» **Task to complete**: From the first line onward, reproduce the records exactly; the final line to include is the one holding "(the pure projection).".
══ Information
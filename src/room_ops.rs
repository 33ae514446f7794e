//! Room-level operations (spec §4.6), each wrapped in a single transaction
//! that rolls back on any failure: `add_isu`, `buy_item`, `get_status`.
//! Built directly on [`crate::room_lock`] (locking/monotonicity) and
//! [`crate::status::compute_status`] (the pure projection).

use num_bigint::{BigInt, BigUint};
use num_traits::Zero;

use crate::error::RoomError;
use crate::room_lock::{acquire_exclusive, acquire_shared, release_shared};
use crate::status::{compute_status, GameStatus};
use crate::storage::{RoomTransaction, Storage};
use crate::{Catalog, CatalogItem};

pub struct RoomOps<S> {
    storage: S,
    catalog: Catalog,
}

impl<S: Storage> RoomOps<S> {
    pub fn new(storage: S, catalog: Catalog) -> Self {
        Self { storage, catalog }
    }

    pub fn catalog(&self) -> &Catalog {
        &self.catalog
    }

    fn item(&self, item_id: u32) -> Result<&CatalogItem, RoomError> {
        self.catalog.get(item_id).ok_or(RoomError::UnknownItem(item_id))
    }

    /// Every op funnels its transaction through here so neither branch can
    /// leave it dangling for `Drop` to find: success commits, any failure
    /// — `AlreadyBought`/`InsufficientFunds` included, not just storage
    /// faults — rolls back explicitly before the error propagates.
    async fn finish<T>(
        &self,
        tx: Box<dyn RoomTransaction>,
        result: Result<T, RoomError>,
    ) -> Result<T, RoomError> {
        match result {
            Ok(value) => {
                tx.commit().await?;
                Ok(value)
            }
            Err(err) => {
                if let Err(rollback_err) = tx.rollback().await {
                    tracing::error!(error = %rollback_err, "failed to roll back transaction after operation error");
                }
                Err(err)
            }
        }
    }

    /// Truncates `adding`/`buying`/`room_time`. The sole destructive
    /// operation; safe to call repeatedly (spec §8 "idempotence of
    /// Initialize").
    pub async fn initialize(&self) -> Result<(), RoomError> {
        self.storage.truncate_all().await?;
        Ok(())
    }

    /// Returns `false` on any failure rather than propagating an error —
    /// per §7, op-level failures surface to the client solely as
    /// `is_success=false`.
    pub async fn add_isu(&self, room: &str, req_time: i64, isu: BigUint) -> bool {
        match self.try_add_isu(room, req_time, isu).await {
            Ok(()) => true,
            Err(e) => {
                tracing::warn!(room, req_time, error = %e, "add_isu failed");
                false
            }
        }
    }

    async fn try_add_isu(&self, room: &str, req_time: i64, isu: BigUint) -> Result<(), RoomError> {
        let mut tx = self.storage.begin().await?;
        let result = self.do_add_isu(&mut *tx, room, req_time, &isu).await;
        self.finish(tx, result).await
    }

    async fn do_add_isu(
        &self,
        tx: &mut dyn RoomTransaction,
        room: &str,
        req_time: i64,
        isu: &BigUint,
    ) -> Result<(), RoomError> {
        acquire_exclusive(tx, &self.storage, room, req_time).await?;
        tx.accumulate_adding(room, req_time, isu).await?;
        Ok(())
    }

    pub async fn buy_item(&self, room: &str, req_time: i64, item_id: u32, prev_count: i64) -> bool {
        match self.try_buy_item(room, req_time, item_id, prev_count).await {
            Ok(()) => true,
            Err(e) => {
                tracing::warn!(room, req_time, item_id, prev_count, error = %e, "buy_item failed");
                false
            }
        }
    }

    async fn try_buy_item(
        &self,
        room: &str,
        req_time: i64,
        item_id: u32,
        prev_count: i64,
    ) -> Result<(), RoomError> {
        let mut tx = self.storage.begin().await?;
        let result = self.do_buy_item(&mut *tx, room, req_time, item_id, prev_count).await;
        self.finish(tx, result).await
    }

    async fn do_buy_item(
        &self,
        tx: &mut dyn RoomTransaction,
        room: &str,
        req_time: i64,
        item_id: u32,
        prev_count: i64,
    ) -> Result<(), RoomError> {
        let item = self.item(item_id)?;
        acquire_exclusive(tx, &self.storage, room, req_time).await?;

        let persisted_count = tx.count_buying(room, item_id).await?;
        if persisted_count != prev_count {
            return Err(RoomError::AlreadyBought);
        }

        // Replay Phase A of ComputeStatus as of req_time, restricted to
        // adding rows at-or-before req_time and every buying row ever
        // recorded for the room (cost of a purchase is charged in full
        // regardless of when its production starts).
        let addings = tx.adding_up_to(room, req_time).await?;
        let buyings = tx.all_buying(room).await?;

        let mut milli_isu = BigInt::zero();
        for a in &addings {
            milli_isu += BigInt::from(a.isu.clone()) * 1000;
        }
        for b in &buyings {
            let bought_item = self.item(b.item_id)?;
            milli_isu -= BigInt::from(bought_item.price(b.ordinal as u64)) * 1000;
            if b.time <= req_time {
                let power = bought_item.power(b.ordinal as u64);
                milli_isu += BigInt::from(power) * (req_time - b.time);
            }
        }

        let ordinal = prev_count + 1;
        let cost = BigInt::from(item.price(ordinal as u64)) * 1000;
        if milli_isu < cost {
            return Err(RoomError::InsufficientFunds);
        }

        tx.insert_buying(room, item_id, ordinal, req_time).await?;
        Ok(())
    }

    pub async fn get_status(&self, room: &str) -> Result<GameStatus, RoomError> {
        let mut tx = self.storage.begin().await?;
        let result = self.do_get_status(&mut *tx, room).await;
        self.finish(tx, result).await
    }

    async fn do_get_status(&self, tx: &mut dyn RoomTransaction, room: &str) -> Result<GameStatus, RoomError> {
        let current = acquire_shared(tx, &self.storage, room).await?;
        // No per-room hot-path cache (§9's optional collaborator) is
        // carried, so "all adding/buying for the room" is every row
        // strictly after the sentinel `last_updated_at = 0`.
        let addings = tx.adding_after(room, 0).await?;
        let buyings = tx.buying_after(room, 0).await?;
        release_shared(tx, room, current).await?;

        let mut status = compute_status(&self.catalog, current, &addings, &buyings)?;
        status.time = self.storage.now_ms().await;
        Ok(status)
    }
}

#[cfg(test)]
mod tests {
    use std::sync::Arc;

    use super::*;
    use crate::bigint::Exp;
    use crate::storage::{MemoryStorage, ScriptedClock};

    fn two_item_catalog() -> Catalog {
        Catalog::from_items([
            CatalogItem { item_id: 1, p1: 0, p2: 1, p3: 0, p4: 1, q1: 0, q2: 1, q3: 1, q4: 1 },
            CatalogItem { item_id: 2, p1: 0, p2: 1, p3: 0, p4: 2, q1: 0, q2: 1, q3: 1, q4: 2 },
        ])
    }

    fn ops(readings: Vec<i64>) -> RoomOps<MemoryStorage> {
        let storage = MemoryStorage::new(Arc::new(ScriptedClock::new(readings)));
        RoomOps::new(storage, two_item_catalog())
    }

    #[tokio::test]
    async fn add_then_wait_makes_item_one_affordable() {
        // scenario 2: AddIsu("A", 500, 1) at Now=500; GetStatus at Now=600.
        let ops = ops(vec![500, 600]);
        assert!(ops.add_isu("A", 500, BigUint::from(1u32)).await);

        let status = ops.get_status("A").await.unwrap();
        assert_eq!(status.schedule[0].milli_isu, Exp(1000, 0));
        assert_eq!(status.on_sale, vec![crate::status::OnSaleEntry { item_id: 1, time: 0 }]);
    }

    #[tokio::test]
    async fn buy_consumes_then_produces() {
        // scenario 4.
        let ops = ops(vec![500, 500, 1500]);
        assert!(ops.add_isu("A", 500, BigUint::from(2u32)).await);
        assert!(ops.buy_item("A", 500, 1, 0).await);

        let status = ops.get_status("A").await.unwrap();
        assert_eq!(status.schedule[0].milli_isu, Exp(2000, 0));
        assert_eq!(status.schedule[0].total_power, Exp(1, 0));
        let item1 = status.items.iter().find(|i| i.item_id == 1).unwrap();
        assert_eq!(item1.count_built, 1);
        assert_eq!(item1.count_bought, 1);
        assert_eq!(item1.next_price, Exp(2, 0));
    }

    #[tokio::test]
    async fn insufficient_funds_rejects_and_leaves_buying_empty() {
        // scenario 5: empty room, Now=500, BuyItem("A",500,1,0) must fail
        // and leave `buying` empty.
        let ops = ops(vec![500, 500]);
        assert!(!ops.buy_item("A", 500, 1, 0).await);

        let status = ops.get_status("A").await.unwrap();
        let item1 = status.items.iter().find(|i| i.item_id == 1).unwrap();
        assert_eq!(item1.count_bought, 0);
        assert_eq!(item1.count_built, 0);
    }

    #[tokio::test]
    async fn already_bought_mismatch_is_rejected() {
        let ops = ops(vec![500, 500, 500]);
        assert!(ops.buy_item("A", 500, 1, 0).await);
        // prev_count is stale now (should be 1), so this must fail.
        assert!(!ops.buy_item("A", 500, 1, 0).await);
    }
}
════
» **Solution to this task**:
filename src/room_ops.rs
repository 33ae514446f7794e
//! Room-level operations (spec §4.6), each wrapped in a single transaction
//! that rolls back on any failure: `add_isu`, `buy_item`, `get_status`.
//! Built directly on [`crate::room_lock`] (locking/monotonicity) and
//! [`crate::status::compute_status`] (the pure projection).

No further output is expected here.